What is required –
Each entry needs to appear again, retyped exactly as it is below.

Material for this exercise –
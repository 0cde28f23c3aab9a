use shared::{
    domain::{now_millis, Candidate, CandidateId, Millis, PaymentEntry, PaymentId, User, UserId, UserRole},
    error::{ApiError, ErrorCode},
    ledger,
    protocol::CandidateView,
    query::{select_candidates, visible_to, CandidateQuery},
};
use tracing::info;

use crate::{audit, internal, ApiContext};

pub fn view(candidate: Candidate, total_fee: i64) -> CandidateView {
    let payment_summary = ledger::summarize(&candidate, total_fee);
    CandidateView {
        candidate,
        payment_summary,
    }
}

pub async fn list_candidates(
    ctx: &ApiContext,
    actor: Option<&User>,
    query: &CandidateQuery,
) -> Result<Vec<CandidateView>, ApiError> {
    let candidates = ctx.storage.list_candidates().await.map_err(internal)?;
    Ok(select_candidates(actor, candidates, query)
        .into_iter()
        .map(|c| view(c, ctx.settings.total_fees))
        .collect())
}

pub async fn get_candidate(
    ctx: &ApiContext,
    actor: Option<&User>,
    candidate_id: &CandidateId,
) -> Result<CandidateView, ApiError> {
    let candidate = load_owned(ctx, actor, candidate_id).await?;
    Ok(view(candidate, ctx.settings.total_fees))
}

pub async fn save_candidate(
    ctx: &ApiContext,
    actor: Option<&User>,
    mut candidate: Candidate,
) -> Result<CandidateView, ApiError> {
    validate_details(&candidate)?;
    if candidate.id.is_blank() {
        candidate.id = CandidateId::generate();
    }

    ctx.storage
        .get_batch(&candidate.batch_id)
        .await
        .map_err(internal)?
        .ok_or_else(|| ApiError::not_found(format!("batch {} not found", candidate.batch_id)))?;

    let now = now_millis();
    let total_fee = ctx.settings.total_fees;
    let candidate_id = candidate.id.clone();
    let mut created = false;
    let candidate = ctx
        .storage
        .write_candidate(&candidate_id, |existing| {
            created = existing.is_none();
            merge_for_save(actor, existing, candidate, now, total_fee)
        })
        .await
        .map_err(internal)??;

    let verb = if created { "created" } else { "updated" };
    audit::record(
        ctx,
        actor,
        "save_candidate",
        format!("{verb} candidate {} ({})", candidate.id, candidate.personal_details.full_name),
    )
    .await?;
    info!(candidate_id = %candidate.id, verb, "candidate saved");

    Ok(view(candidate, total_fee))
}

/// Applies a submitted candidate on top of the stored row. Entries past the
/// stored prefix are new payments and get stamped like `record_payment` does.
fn merge_for_save(
    actor: Option<&User>,
    existing: Option<Candidate>,
    mut candidate: Candidate,
    now: Millis,
    total_fee: i64,
) -> Result<Candidate, ApiError> {
    let known_entries = match existing {
        Some(existing) => {
            ensure_owner(actor, &existing)?;
            ledger::check_append_only(&existing.payment_history, &candidate.payment_history)
                .map_err(ApiError::validation)?;
            candidate.executive_id = existing.executive_id;
            candidate.created_at = existing.created_at;
            existing.payment_history.len()
        }
        None => {
            if let Some(actor) = actor.filter(|a| a.role == UserRole::Executive) {
                candidate.executive_id = actor.id.clone();
            }
            if candidate.executive_id.is_blank() {
                match actor {
                    Some(actor) => candidate.executive_id = actor.id.clone(),
                    None => return Err(ApiError::validation("executiveId is required")),
                }
            }
            if candidate.created_at <= 0 {
                candidate.created_at = now;
            }
            0
        }
    };

    let (executive_id, executive_name) = recorder(actor);
    for entry in &mut candidate.payment_history[known_entries..] {
        validate_payment(entry.amount, &entry.utr)?;
        entry.id = PaymentId::generate();
        entry.utr = entry.utr.trim().to_string();
        entry.date = now;
        entry.executive_id = executive_id.clone();
        entry.executive_name = executive_name.clone();
    }
    ledger::check_ledger_total(&candidate.payment_history).map_err(ApiError::validation)?;

    candidate.updated_at = now;
    ledger::apply_reconciliation(&mut candidate, total_fee);
    Ok(candidate)
}

pub async fn record_payment(
    ctx: &ApiContext,
    actor: Option<&User>,
    candidate_id: &CandidateId,
    amount: i64,
    utr: &str,
    screenshot: String,
) -> Result<CandidateView, ApiError> {
    validate_payment(amount, utr)?;

    let (executive_id, executive_name) = recorder(actor);
    let now = now_millis();
    let total_fee = ctx.settings.total_fees;
    let entry = PaymentEntry {
        id: PaymentId::generate(),
        amount,
        utr: utr.trim().to_string(),
        screenshot,
        date: now,
        executive_id,
        executive_name,
    };

    let candidate = ctx
        .storage
        .write_candidate(candidate_id, |existing| {
            let mut candidate =
                existing.ok_or_else(|| ApiError::not_found(format!("candidate {candidate_id} not found")))?;
            if !visible_to(actor, &candidate) {
                return Err(ApiError::forbidden("candidate belongs to another executive"));
            }
            candidate.payment_history.push(entry);
            ledger::check_ledger_total(&candidate.payment_history).map_err(ApiError::validation)?;
            ledger::apply_reconciliation(&mut candidate, total_fee);
            candidate.updated_at = now;
            Ok(candidate)
        })
        .await
        .map_err(internal)??;

    audit::record(
        ctx,
        actor,
        "record_payment",
        format!("recorded {amount} (UTR {}) for candidate {candidate_id}", utr.trim()),
    )
    .await?;

    Ok(view(candidate, total_fee))
}

fn recorder(actor: Option<&User>) -> (UserId, String) {
    match actor {
        Some(user) => (user.id.clone(), user.name.clone()),
        None => (UserId::from("system"), "System".to_string()),
    }
}

async fn load_owned(
    ctx: &ApiContext,
    actor: Option<&User>,
    candidate_id: &CandidateId,
) -> Result<Candidate, ApiError> {
    let candidate = ctx
        .storage
        .get_candidate(candidate_id)
        .await
        .map_err(internal)?
        .ok_or_else(|| ApiError::not_found(format!("candidate {candidate_id} not found")))?;
    if !visible_to(actor, &candidate) {
        return Err(ApiError::forbidden("candidate belongs to another executive"));
    }
    Ok(candidate)
}

fn ensure_owner(actor: Option<&User>, existing: &Candidate) -> Result<(), ApiError> {
    match actor {
        Some(user) if user.role == UserRole::Executive && existing.executive_id != user.id => {
            Err(ApiError::forbidden("candidate belongs to another executive"))
        }
        _ => Ok(()),
    }
}

fn validate_details(candidate: &Candidate) -> Result<(), ApiError> {
    if candidate.personal_details.full_name.trim().is_empty() || candidate.batch_id.is_blank() {
        return Err(ApiError::validation("Full Name and Batch Selection are required"));
    }
    let address = &candidate.address_details;
    if address.state.trim().is_empty() || address.city.trim().is_empty() {
        return Err(ApiError::validation("State and District selection are mandatory"));
    }
    Ok(())
}

fn validate_payment(amount: i64, utr: &str) -> Result<(), ApiError> {
    if amount <= 0 {
        return Err(ApiError::new(ErrorCode::Validation, "payment amount must be positive"));
    }
    if utr.trim().is_empty() {
        return Err(ApiError::new(ErrorCode::Validation, "payment UTR is required"));
    }
    Ok(())
}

Solution –
repository 0cde28f23c3aab9a
use shared::{
    domain::{now_millis, Candidate, CandidateId, Millis, PaymentEntry, PaymentId, User, UserId, UserRole},
    error::{ApiError, ErrorCode},
    ledger,
    protocol::CandidateView,
    query::{select_candidates, visible_to, CandidateQuery},
};
use tracing::info;

use crate::{audit, internal, ApiContext};

pub fn view(candidate: Candidate, total_fee: i64) -> CandidateView {
    let payment_summary = ledger::summarize(&candidate, total_fee);
    CandidateView {
        candidate,
        payment_summary,
    }
}

pub async fn list_candidates(
    ctx: &ApiContext,
    actor: Option<&User>,
    query: &CandidateQuery,
) -> Result<Vec<CandidateView>, ApiError> {
    let candidates = ctx.storage.list_candidates().await.map_err(internal)?;
    Ok(select_candidates(actor, candidates, query)
        .into_iter()
        .map(|c| view(c, ctx.settings.total_fees))
        .collect())
}

pub async fn get_candidate(
    ctx: &ApiContext,
    actor: Option<&User>,
    candidate_id: &CandidateId,
) -> Result<CandidateView, ApiError> {
    let candidate = load_owned(ctx, actor, candidate_id).await?;
    Ok(view(candidate, ctx.settings.total_fees))
}

pub async fn save_candidate(
    ctx: &ApiContext,
    actor: Option<&User>,
    mut candidate: Candidate,
) -> Result<CandidateView, ApiError> {
    validate_details(&candidate)?;
    if candidate.id.is_blank() {
        candidate.id = CandidateId::generate();
    }

    ctx.storage
        .get_batch(&candidate.batch_id)
        .await
        .map_err(internal)?
        .ok_or_else(|| ApiError::not_found(format!("batch {} not found", candidate.batch_id)))?;

    let now = now_millis();
    let total_fee = ctx.settings.total_fees;
    let candidate_id = candidate.id.clone();
    let mut created = false;
    let candidate = ctx
        .storage
        .write_candidate(&candidate_id, |existing| {
            created = existing.is_none();
            merge_for_save(actor, existing, candidate, now, total_fee)
        })
        .await
        .map_err(internal)??;

    let verb = if created { "created" } else { "updated" };
    audit::record(
        ctx,
        actor,
        "save_candidate",
        format!("{verb} candidate {} ({})", candidate.id, candidate.personal_details.full_name),
    )
    .await?;
    info!(candidate_id = %candidate.id, verb, "candidate saved");

    Ok(view(candidate, total_fee))
}

/// Applies a submitted candidate on top of the stored row. Entries past the
/// stored prefix are new payments and get stamped like `record_payment` does.
fn merge_for_save(
    actor: Option<&User>,
    existing: Option<Candidate>,
    mut candidate: Candidate,
    now: Millis,
    total_fee: i64,
) -> Result<Candidate, ApiError> {
    let known_entries = match existing {
        Some(existing) => {
            ensure_owner(actor, &existing)?;
            ledger::check_append_only(&existing.payment_history, &candidate.payment_history)
                .map_err(ApiError::validation)?;
            candidate.executive_id = existing.executive_id;
            candidate.created_at = existing.created_at;
            existing.payment_history.len()
        }
        None => {
            if let Some(actor) = actor.filter(|a| a.role == UserRole::Executive) {
                candidate.executive_id = actor.id.clone();
            }
            if candidate.executive_id.is_blank() {
                match actor {
                    Some(actor) => candidate.executive_id = actor.id.clone(),
                    None => return Err(ApiError::validation("executiveId is required")),
                }
            }
            if candidate.created_at <= 0 {
                candidate.created_at = now;
            }
            0
        }
    };

    let (executive_id, executive_name) = recorder(actor);
    for entry in &mut candidate.payment_history[known_entries..] {
        validate_payment(entry.amount, &entry.utr)?;
        entry.id = PaymentId::generate();
        entry.utr = entry.utr.trim().to_string();
        entry.date = now;
        entry.executive_id = executive_id.clone();
        entry.executive_name = executive_name.clone();
    }
    ledger::check_ledger_total(&candidate.payment_history).map_err(ApiError::validation)?;

    candidate.updated_at = now;
    ledger::apply_reconciliation(&mut candidate, total_fee);
    Ok(candidate)
}

pub async fn record_payment(
    ctx: &ApiContext,
    actor: Option<&User>,
    candidate_id: &CandidateId,
    amount: i64,
    utr: &str,
    screenshot: String,
) -> Result<CandidateView, ApiError> {
    validate_payment(amount, utr)?;

    let (executive_id, executive_name) = recorder(actor);
    let now = now_millis();
    let total_fee = ctx.settings.total_fees;
    let entry = PaymentEntry {
        id: PaymentId::generate(),
        amount,
        utr: utr.trim().to_string(),
        screenshot,
        date: now,
        executive_id,
        executive_name,
    };

    let candidate = ctx
        .storage
        .write_candidate(candidate_id, |existing| {
            let mut candidate =
                existing.ok_or_else(|| ApiError::not_found(format!("candidate {candidate_id} not found")))?;
            if !visible_to(actor, &candidate) {
                return Err(ApiError::forbidden("candidate belongs to another executive"));
            }
            candidate.payment_history.push(entry);
            ledger::check_ledger_total(&candidate.payment_history).map_err(ApiError::validation)?;
            ledger::apply_reconciliation(&mut candidate, total_fee);
            candidate.updated_at = now;
            Ok(candidate)
        })
        .await
        .map_err(internal)??;

    audit::record(
        ctx,
        actor,
        "record_payment",
        format!("recorded {amount} (UTR {}) for candidate {candidate_id}", utr.trim()),
    )
    .await?;

    Ok(view(candidate, total_fee))
}

fn recorder(actor: Option<&User>) -> (UserId, String) {
    match actor {
        Some(user) => (user.id.clone(), user.name.clone()),
        None => (UserId::from("system"), "System".to_string()),
    }
}

async fn load_owned(
    ctx: &ApiContext,
    actor: Option<&User>,
    candidate_id: &CandidateId,
) -> Result<Candidate, ApiError> {
    let candidate = ctx
        .storage
        .get_candidate(candidate_id)
        .await
        .map_err(internal)?
        .ok_or_else(|| ApiError::not_found(format!("candidate {candidate_id} not found")))?;
    if !visible_to(actor, &candidate) {
        return Err(ApiError::forbidden("candidate belongs to another executive"));
    }
    Ok(candidate)
}

fn ensure_owner(actor: Option<&User>, existing: &Candidate) -> Result<(), ApiError> {
    match actor {
        Some(user) if user.role == UserRole::Executive && existing.executive_id != user.id => {
            Err(ApiError::forbidden("candidate belongs to another executive"))
        }
        _ => Ok(()),
    }
}

fn validate_details(candidate: &Candidate) -> Result<(), ApiError> {
    if candidate.personal_details.full_name.trim().is_empty() || candidate.batch_id.is_blank() {
        return Err(ApiError::validation("Full Name and Batch Selection are required"));
    }
    let address = &candidate.address_details;
    if address.state.trim().is_empty() || address.city.trim().is_empty() {
        return Err(ApiError::validation("State and District selection are mandatory"));
    }
    Ok(())
}

fn validate_payment(amount: i64, utr: &str) -> Result<(), ApiError> {
    if amount <= 0 {
        return Err(ApiError::new(ErrorCode::Validation, "payment amount must be positive"));
    }
    if utr.trim().is_empty() {
        return Err(ApiError::new(ErrorCode::Validation, "payment UTR is required"));
    }
    Ok(())
}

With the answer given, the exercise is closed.